September 30th, 2013

Nesiritide Does Not Increase Diuresis in ADHF Patients

In a new analysis of data from the ASCEND-HF trial, investigators found that nesiritide did not increase urine output in patients with acute decompensated heart failure (ADHF). CardioExchange Editor-in-Chief Harlan Krumholz interviews lead investigator Stephen Gottlieb about the study, which was recently published in the Journal of the American College of Cardiology.

Krumholz: You found that nesiritide did not increase urine output. Many clinicians would have bet that it did increase diuresis on the basis of their clinical experience. Did the result surprise you?

Gottlieb: In my clinical experience, I have not seen improved diuresis with nesiritide, but certainly many clinicians believe that it is very effective.  I wonder whether this reflects treatment of different patients.  Perhaps severe chronic HF patients don’t respond, while patients with acute HF or rapid decrease in brain natriuretic peptide (e.g., after total artificial heart implant) do respond. This may be worth investigating, but one would want to know if patients who did respond to nesiritide derived benefit from it (or would they also respond to conventional diuretics).

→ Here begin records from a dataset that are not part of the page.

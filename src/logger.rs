//! Logging utilities with colored output and a watch status block.
//!
//! This module provides:
//! - `log!` macro for formatted terminal output with colored prefixes
//! - `debug!` for output gated on `--verbose`
//! - `WatchStatus` for the overwriting per-batch status line
//!
//! # Example
//!
//! ```ignore
//! log!("ws"; "connecting to {}", url);
//! debug!("ws"; "dropped first message of session");
//! status_success("injected app.css");
//! ```

use crossterm::{
    cursor, execute,
    terminal::{Clear, ClearType},
};
use owo_colors::OwoColorize;
use parking_lot::Mutex;
use std::{
    io::{Write, stdout},
    sync::LazyLock,
    sync::atomic::{AtomicBool, Ordering},
};

/// Global verbose flag (set by --verbose CLI argument)
static VERBOSE: AtomicBool = AtomicBool::new(false);

/// Set verbose mode globally
pub fn set_verbose(v: bool) {
    VERBOSE.store(v, Ordering::SeqCst);
}

/// Check if verbose mode is enabled
pub fn is_verbose() -> bool {
    VERBOSE.load(Ordering::SeqCst)
}

// ============================================================================
// Log Macro
// ============================================================================

/// Log a message with a colored module prefix
///
/// # Usage
/// ```ignore
/// log!("module"; "message with {} formatting", args);
/// ```
#[macro_export]
macro_rules! log {
    ($module:expr; $($arg:tt)*) => {{
        $crate::logger::log($module, &format!($($arg)*))
    }};
}

/// Log a debug message (only shown when --verbose is enabled)
#[macro_export]
macro_rules! debug {
    ($module:expr; $($arg:tt)*) => {{
        if $crate::logger::is_verbose() {
            $crate::logger::log($module, &format!($($arg)*))
        }
    }};
}

// ============================================================================
// Helper Functions
// ============================================================================

/// Log a message with a colored module prefix
#[inline]
pub fn log(module: &str, message: &str) {
    let module_lower = module.to_ascii_lowercase();
    let prefix = colorize_prefix(module, &module_lower);

    let mut stdout = stdout().lock();
    execute!(stdout, Clear(ClearType::UntilNewLine)).ok();
    writeln!(stdout, "{prefix} {message}").ok();
    stdout.flush().ok();
}

/// Apply color to a module prefix based on module type
#[inline]
fn colorize_prefix(module: &str, module_lower: &str) -> String {
    let prefix = format!("[{module}]");
    match module_lower {
        "ws" => prefix.bright_blue().bold().to_string(),
        "reload" | "page" => prefix.bright_green().bold().to_string(),
        "error" => prefix.bright_red().bold().to_string(),
        _ => prefix.bright_yellow().bold().to_string(),
    }
}

// ============================================================================
// Watch Status (single-line status with overwrite)
// ============================================================================

/// Current UTC time formatted as HH:MM:SS
fn now() -> String {
    use std::time::SystemTime;
    let secs = SystemTime::now()
        .duration_since(SystemTime::UNIX_EPOCH)
        .map(|d| d.as_secs())
        .unwrap_or(0);
    clock(secs)
}

fn clock(secs: u64) -> String {
    let hours = (secs / 3600) % 24;
    let minutes = (secs / 60) % 60;
    let seconds = secs % 60;
    format!("{hours:02}:{minutes:02}:{seconds:02}")
}

/// Terminal lines a status message occupies
fn line_count(message: &str) -> usize {
    message.matches('\n').count() + 1
}

/// Single-line status display for watch mode
///
/// Each message overwrites the previous one, so a stream of applied batches
/// keeps a single timestamped block on screen.
///
/// ```ignore
/// let mut status = WatchStatus::new();
/// status.success("injected app.css");
/// status.warning("reloaded (unpatchable asset x.unknown)");
/// status.error("failed to handle message", "unknown message type `ping`");
/// ```
pub struct WatchStatus {
    /// Lines of previous output to clear
    last_lines: usize,
}

/// Global watch status display
static WATCH_STATUS: LazyLock<Mutex<WatchStatus>> =
    LazyLock::new(|| Mutex::new(WatchStatus::new()));

impl WatchStatus {
    pub const fn new() -> Self {
        Self { last_lines: 0 }
    }

    /// Display success message (✓ prefix, green).
    pub fn success(&mut self, message: &str) {
        self.display(format!("{}", "✓".green()), message);
    }

    /// Display error message (✗ prefix, red) with optional detail.
    pub fn error(&mut self, summary: &str, detail: &str) {
        let message = if detail.is_empty() {
            summary.to_string()
        } else {
            format!("{summary}\n{detail}")
        };
        self.display(format!("{}", "✗".red()), &message);
    }

    /// Display warning message (⚠ prefix, yellow).
    pub fn warning(&mut self, detail: &str) {
        self.display(format!("{}", "⚠".yellow()), detail);
    }

    fn display(&mut self, symbol: String, message: &str) {
        let mut stdout = stdout().lock();

        if self.last_lines > 0 {
            #[allow(clippy::cast_possible_truncation)]
            let lines = self.last_lines as u16;
            execute!(stdout, cursor::MoveUp(lines)).ok();
            execute!(stdout, Clear(ClearType::FromCursorDown)).ok();
        }

        let timestamp = format!("[{}]", now()).dimmed().to_string();
        writeln!(stdout, "{timestamp} {symbol} {message}").ok();
        stdout.flush().ok();

        self.last_lines = line_count(message);
    }
}

/// Global watch status: success
pub fn status_success(message: &str) {
    WATCH_STATUS.lock().success(message);
}

/// Global watch status: error
pub fn status_error(summary: &str, detail: &str) {
    WATCH_STATUS.lock().error(summary, detail);
}

/// Global watch status: warning
pub fn status_warning(detail: &str) {
    WATCH_STATUS.lock().warning(detail);
}

#[cfg(test)]
mod tests {
    use super::*;

    #[test]
    fn test_watch_status_tracks_lines() {
        let mut status = WatchStatus::new();
        assert_eq!(status.last_lines, 0);

        status.success("injected app.css");
        assert_eq!(status.last_lines, 1);

        status.error("failed to handle message", "decode error\n  at line 1");
        assert_eq!(status.last_lines, 3);
    }

    #[test]
    fn test_line_count() {
        assert_eq!(line_count("refreshed app.js"), 1);
        assert_eq!(line_count("summary\ndetail"), 2);
    }

    #[test]
    fn test_clock() {
        assert_eq!(clock(0), "00:00:00");
        assert_eq!(clock(86_400 + 3_661), "01:01:01");
    }

    #[test]
    fn test_verbose_flag() {
        set_verbose(true);
        assert!(is_verbose());
        set_verbose(false);
        assert!(!is_verbose());
    }
}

Krumholz:  What does ASCEND-HF tell us about the importance of doing outcomes trials to test interventions that are approved based on surrogate endpoints? Did it change your thoughts at all?

Gottlieb: I believe that ASCEND-HF answered many clinically important outcomes and, thus, was an important study.  The results of ASCEND-HF showed no improvement in what doctors and patients care about — mortality, hospitalizations, renal function, and urine output.  Whether FDA approval for short-term dyspnea improvement is appropriate is a different question that ASCEND-HF cannot answer.

Krumholz: What does your study tell clinicians about their care of patients with HF? Should we be using diuretics in higher doses for patients with ADHF?

Gottlieb: Not all HF patients need diuresis, but in those who do (probably a majority of those hospitalized) I believe that reluctance to use high doses of furosemide has limited success in diuresis.  This is consistent with the excellent diuresis seen in the aggressive protocols of CARESS.